■ Problem details: Would you repeat exactly the part of the listing below that runs from the line containing "let [header_area, body_area]" down to the line containing "if progress <= 0.0", inclusive, and nothing else?

■ Material shown:
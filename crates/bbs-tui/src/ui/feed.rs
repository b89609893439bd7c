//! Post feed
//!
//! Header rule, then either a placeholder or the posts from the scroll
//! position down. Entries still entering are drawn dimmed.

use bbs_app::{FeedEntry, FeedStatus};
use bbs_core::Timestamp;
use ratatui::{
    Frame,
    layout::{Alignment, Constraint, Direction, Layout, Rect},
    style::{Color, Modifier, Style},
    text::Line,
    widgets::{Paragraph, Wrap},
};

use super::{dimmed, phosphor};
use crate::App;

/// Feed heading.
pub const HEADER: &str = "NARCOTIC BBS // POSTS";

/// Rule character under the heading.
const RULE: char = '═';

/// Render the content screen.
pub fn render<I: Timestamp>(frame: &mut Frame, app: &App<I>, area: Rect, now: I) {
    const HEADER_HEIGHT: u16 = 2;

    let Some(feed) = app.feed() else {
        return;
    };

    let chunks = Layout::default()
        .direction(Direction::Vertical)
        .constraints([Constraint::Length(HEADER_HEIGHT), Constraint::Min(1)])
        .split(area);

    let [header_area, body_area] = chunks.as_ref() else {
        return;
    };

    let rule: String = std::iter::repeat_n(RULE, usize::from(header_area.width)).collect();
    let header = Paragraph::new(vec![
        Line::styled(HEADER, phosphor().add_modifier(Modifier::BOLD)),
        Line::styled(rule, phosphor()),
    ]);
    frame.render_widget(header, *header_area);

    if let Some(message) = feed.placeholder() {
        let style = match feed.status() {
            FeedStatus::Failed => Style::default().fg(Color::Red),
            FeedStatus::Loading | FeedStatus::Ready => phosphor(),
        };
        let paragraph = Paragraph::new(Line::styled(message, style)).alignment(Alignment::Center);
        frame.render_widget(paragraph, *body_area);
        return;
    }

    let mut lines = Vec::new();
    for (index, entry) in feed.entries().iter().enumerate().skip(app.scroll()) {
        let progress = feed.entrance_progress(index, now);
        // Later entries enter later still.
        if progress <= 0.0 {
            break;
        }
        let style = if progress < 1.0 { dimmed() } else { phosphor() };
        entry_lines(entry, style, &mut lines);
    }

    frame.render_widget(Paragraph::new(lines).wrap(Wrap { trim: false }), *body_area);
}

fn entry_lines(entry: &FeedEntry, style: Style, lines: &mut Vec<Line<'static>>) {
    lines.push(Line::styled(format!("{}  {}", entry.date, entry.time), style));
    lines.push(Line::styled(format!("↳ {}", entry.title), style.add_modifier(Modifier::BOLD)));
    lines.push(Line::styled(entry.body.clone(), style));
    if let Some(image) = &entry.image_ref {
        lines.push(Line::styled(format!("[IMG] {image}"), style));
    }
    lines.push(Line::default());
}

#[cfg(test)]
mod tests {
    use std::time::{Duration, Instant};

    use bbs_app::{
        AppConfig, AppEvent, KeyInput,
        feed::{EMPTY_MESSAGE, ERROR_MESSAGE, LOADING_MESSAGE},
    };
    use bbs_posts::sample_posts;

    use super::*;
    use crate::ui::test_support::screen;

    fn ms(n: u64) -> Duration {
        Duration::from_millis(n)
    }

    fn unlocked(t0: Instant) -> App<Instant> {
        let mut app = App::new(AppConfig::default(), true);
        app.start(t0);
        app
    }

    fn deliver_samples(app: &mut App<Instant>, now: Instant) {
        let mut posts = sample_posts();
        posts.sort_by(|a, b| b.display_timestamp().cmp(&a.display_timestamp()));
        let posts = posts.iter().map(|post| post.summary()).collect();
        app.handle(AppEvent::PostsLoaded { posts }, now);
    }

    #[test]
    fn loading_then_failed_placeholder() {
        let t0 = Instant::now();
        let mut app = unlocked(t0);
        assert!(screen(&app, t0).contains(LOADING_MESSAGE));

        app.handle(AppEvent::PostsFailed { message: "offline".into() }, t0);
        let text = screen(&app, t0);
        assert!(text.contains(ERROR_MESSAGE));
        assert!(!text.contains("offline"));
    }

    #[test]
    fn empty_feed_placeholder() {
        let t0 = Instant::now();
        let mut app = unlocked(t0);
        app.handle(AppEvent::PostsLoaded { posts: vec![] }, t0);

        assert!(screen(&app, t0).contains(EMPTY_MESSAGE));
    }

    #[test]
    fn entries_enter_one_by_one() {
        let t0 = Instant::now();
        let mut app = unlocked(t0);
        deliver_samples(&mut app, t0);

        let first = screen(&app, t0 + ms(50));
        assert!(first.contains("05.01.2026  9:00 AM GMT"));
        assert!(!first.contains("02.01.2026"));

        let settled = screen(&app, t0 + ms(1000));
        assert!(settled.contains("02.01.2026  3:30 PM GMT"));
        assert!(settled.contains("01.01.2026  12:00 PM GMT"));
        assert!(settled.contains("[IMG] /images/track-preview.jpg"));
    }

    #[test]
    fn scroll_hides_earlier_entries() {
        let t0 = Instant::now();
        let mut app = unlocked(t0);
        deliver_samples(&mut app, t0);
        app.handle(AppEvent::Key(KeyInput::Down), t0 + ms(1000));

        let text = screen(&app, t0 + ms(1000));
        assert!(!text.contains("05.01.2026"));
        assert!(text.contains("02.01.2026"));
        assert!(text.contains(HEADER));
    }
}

■ Exercise response:
    let [header_area, body_area] = chunks.as_ref() else {
        return;
    };

    let rule: String = std::iter::repeat_n(RULE, usize::from(header_area.width)).collect();
    let header = Paragraph::new(vec![
        Line::styled(HEADER, phosphor().add_modifier(Modifier::BOLD)),
        Line::styled(rule, phosphor()),
    ]);
    frame.render_widget(header, *header_area);

    if let Some(message) = feed.placeholder() {
        let style = match feed.status() {
            FeedStatus::Failed => Style::default().fg(Color::Red),
            FeedStatus::Loading | FeedStatus::Ready => phosphor(),
        };
        let paragraph = Paragraph::new(Line::styled(message, style)).alignment(Alignment::Center);
        frame.render_widget(paragraph, *body_area);
        return;
    }

    let mut lines = Vec::new();
    for (index, entry) in feed.entries().iter().enumerate().skip(app.scroll()) {
        let progress = feed.entrance_progress(index, now);
        // Later entries enter later still.
        if progress <= 0.0 {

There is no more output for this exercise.